Why Slashing Australia’s Tobacco Tax Won’t Stop the Black Market
Public health advocates and economic analysts are dismissing recent proposals by NSW Premier Chris Minns and other political commentators to slash Australia’s tobacco excise tax. The political push, intended to undercut the booming illegal cigarette trade by making legal products more competitive, fundamentally ignores the pricing economics of the black market, where untaxed products will remain drastically cheaper regardless of domestic tax cuts.
Politicians and commentators frequently argue that reducing the tax to the 2020 “sweet spot”—before the recent explosion in illicit sales—would drive smokers back to the legal market.
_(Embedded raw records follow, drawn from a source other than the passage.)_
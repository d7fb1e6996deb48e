//! Bank of Korea ECOS macro-indicator tools.
//!
//! Rate decisions, price indices, and the housing-related series ECOS
//! publishes give transaction data its macro context. Each endpoint has its
//! own argument shape (unlike the RTMS datasets), so the table carries a
//! per-endpoint schema and parameter spec alongside the shared handler.

use super::ServerContext;
use super::registry::{ToolRegistry, params_from};
use crate::cache::{ParamShape, ParamSpec};
use crate::upstream::EcosUpstream;
use crate::{Stage, ToolDef, ToolResult, json_schema_for};
use schemars::JsonSchema;
use serde::{Deserialize, Serialize};
use std::sync::Arc;

// ── Argument shapes ────────────────────────────────────────────────

/// Pagination window shared by every ECOS tool.
#[derive(Serialize, Deserialize, JsonSchema, Default)]
pub struct WindowArgs {
    /// First row to return (1-based). Default 1.
    #[serde(default, skip_serializing_if = "Option::is_none")]
    pub start: Option<u32>,
    /// Last row to return. Default 100.
    #[serde(default, skip_serializing_if = "Option::is_none")]
    pub end: Option<u32>,
}

#[derive(Serialize, Deserialize, JsonSchema)]
pub struct TableListArgs {
    /// Statistic table code to narrow to, e.g. `102Y004`. Omit for the
    /// full catalog.
    #[serde(default, skip_serializing_if = "Option::is_none")]
    pub stat_code: Option<String>,
    #[serde(flatten)]
    pub window: WindowArgs,
}

#[derive(Serialize, Deserialize, JsonSchema)]
pub struct WordArgs {
    /// Term to look up in the statistics glossary (통계용어사전).
    pub word: String,
    #[serde(flatten)]
    pub window: WindowArgs,
}

#[derive(Serialize, Deserialize, JsonSchema)]
pub struct ItemListArgs {
    /// Statistic table code whose item hierarchy to list.
    pub stat_code: String,
    #[serde(flatten)]
    pub window: WindowArgs,
}

#[derive(Serialize, Deserialize, JsonSchema)]
pub struct StatisticSearchArgs {
    /// Statistic table code, e.g. `200Y001`.
    pub stat_code: String,
    /// Cycle: A (annual), S (semiannual), Q (quarterly), M (monthly),
    /// SM (semimonthly), D (daily).
    pub cycle: String,
    /// First time point, shaped to the cycle (e.g. `2020`, `202001`).
    pub start_time: String,
    /// Last time point, shaped to the cycle.
    pub end_time: String,
    /// Item code filters, outermost first.
    #[serde(default, skip_serializing_if = "Option::is_none")]
    pub item_code1: Option<String>,
    #[serde(default, skip_serializing_if = "Option::is_none")]
    pub item_code2: Option<String>,
    #[serde(default, skip_serializing_if = "Option::is_none")]
    pub item_code3: Option<String>,
    #[serde(default, skip_serializing_if = "Option::is_none")]
    pub item_code4: Option<String>,
    #[serde(flatten)]
    pub window: WindowArgs,
}

// ── Tool table ─────────────────────────────────────────────────────

struct Indicator {
    tool: &'static str,
    endpoint: &'static str,
    description: &'static str,
    spec: &'static [ParamSpec],
    schema: fn() -> serde_json::Value,
}

const INDICATORS: &[Indicator] = &[
    Indicator {
        tool: "search_statistic_tables",
        endpoint: "StatisticTableList",
        description: "Browse the Bank of Korea ECOS statistic table catalog, \
                      optionally narrowed to one table code. Use this to find \
                      the stat_code for get_statistic_data.",
        spec: &[ParamSpec::optional("stat_code", ParamShape::StatCode)],
        schema: json_schema_for::<TableListArgs>,
    },
    Indicator {
        tool: "search_statistic_word",
        endpoint: "StatisticWord",
        description: "Look a term up in the ECOS statistics glossary \
                      (통계용어사전).",
        spec: &[ParamSpec::required("word", ParamShape::Text)],
        schema: json_schema_for::<WordArgs>,
    },
    Indicator {
        tool: "list_statistic_items",
        endpoint: "StatisticItemList",
        description: "List the item hierarchy of one ECOS statistic table; \
                      item codes feed get_statistic_data filters.",
        spec: &[ParamSpec::required("stat_code", ParamShape::StatCode)],
        schema: json_schema_for::<ItemListArgs>,
    },
    Indicator {
        tool: "get_statistic_data",
        endpoint: "StatisticSearch",
        description: "Fetch one ECOS statistic series (e.g. the base rate or \
                      a housing price index) for a table code, cycle, and \
                      time range, caching it on disk.",
        spec: &[
            ParamSpec::required("stat_code", ParamShape::StatCode),
            ParamSpec::required("cycle", ParamShape::Cycle),
            ParamSpec::required("start_time", ParamShape::TimePoint),
            ParamSpec::required("end_time", ParamShape::TimePoint),
        ],
        schema: json_schema_for::<StatisticSearchArgs>,
    },
    Indicator {
        tool: "get_key_statistics",
        endpoint: "KeyStatisticList",
        description: "Fetch the ECOS top-100 key indicator snapshot \
                      (100대 통계지표).",
        spec: &[],
        schema: json_schema_for::<WindowArgs>,
    },
];

pub fn register(registry: &mut ToolRegistry) {
    for indicator in INDICATORS {
        registry.register(
            ToolDef::new(indicator.tool, indicator.description, (indicator.schema)()),
            move |ctx: Arc<ServerContext>, args| async move {
                if args.as_object().is_none() {
                    return ToolResult::error(
                        Stage::KeyDerivation,
                        "arguments must be a JSON object",
                    );
                }
                // The typed structs above exist for the published schemas;
                // by this point the arguments are schema-valid JSON, so the
                // generic flattening applies uniformly.
                let params = params_from(&args);
                let upstream = EcosUpstream::new(
                    ctx.http.clone(),
                    ctx.config.ecos_api_key.clone(),
                    ctx.config.ecos_base_url.clone(),
                    indicator.endpoint,
                );
                ctx.coordinator
                    .resolve(indicator.tool, indicator.spec, &params, &upstream)
                    .await
            },
        );
    }
}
However, a breakdown of current pricing reveals the mathematical flaw in this logic.
Currently, the Australian tobacco tax sits at $30.57 per 20-pack, pushing a standard budget brand to a retail price of $42. Meanwhile, illegal tobacconists are selling untaxed cartons that break down to as little as $7 per pack.
| Pricing Scenario (20-Pack) | Tax Component | Estimated Retail Price | Current Black Market Price |
|---|---|---|---|
| Current Market (2026) | $30.57 | $42.00 | $7.00 |
| Revert to 2020 Tax Rate | $18.99 | $30.42 | $7.00 |
| Zero Tax (Proposed Abolition) | $0.00 | $11.43 | $7.00 |
If the government reverted to the March 2020 excise rate, the retail price of a budget brand would drop to $30.42. Under this tax-slashed scenario, a budget-conscious smoker would still be paying more than four times the price of a $7 illegal pack available just across the street.
Taking the argument further, Deakin University criminologist James Martin suggested abolishing the tobacco tax entirely. Yet, even in this extreme scenario, a legal, untaxed pack would cost $11.43—still $4.43 more expensive than the current black market rate.
Furthermore, the $7 illegal price tag already bakes in profit margins for overseas transport, warehousing, and local retailers. With retail prices in transit hubs like Cambodia sitting at just 34 cents per pack, criminal syndicates have massive financial buffers to lower street prices even further if legal prices were to drop.
The narrative that high taxes solely drive the black market is also contradicted by international data. Numerous countries with exceptionally low tobacco taxes continue to battle high levels of illicit trade, indicating that the problem is driven by global smuggling networks and corruption rather than domestic tax policy alone.
Instead of altering tax structures, Australian authorities are heavily escalating direct enforcement. These penalties, which include massive fines and potential jail time, are radically changing the risks of engaging in illicit trade:
- Border Force Interceptions: Authorities have seized nearly a kilotonne of illegal tobacco and four million vapes since December 2025.
- New South Wales: Regulators have shut down 250 illegal shops for a combined 22,500 days since November 2025, including 10 targeted closures in Sydney’s Haymarket.
- Queensland: State enforcement has resulted in 260 shop closures, totaling 13,000 penalty days.
- South Australia: Pioneered the crackdown with 100 immediate closures between June and November 2025.
Experts warn that lowering taxes would fail to dismantle these criminal networks and would instead serve the interests of Big Tobacco, which has historically lobbied for tax reductions to boost its own profit margins.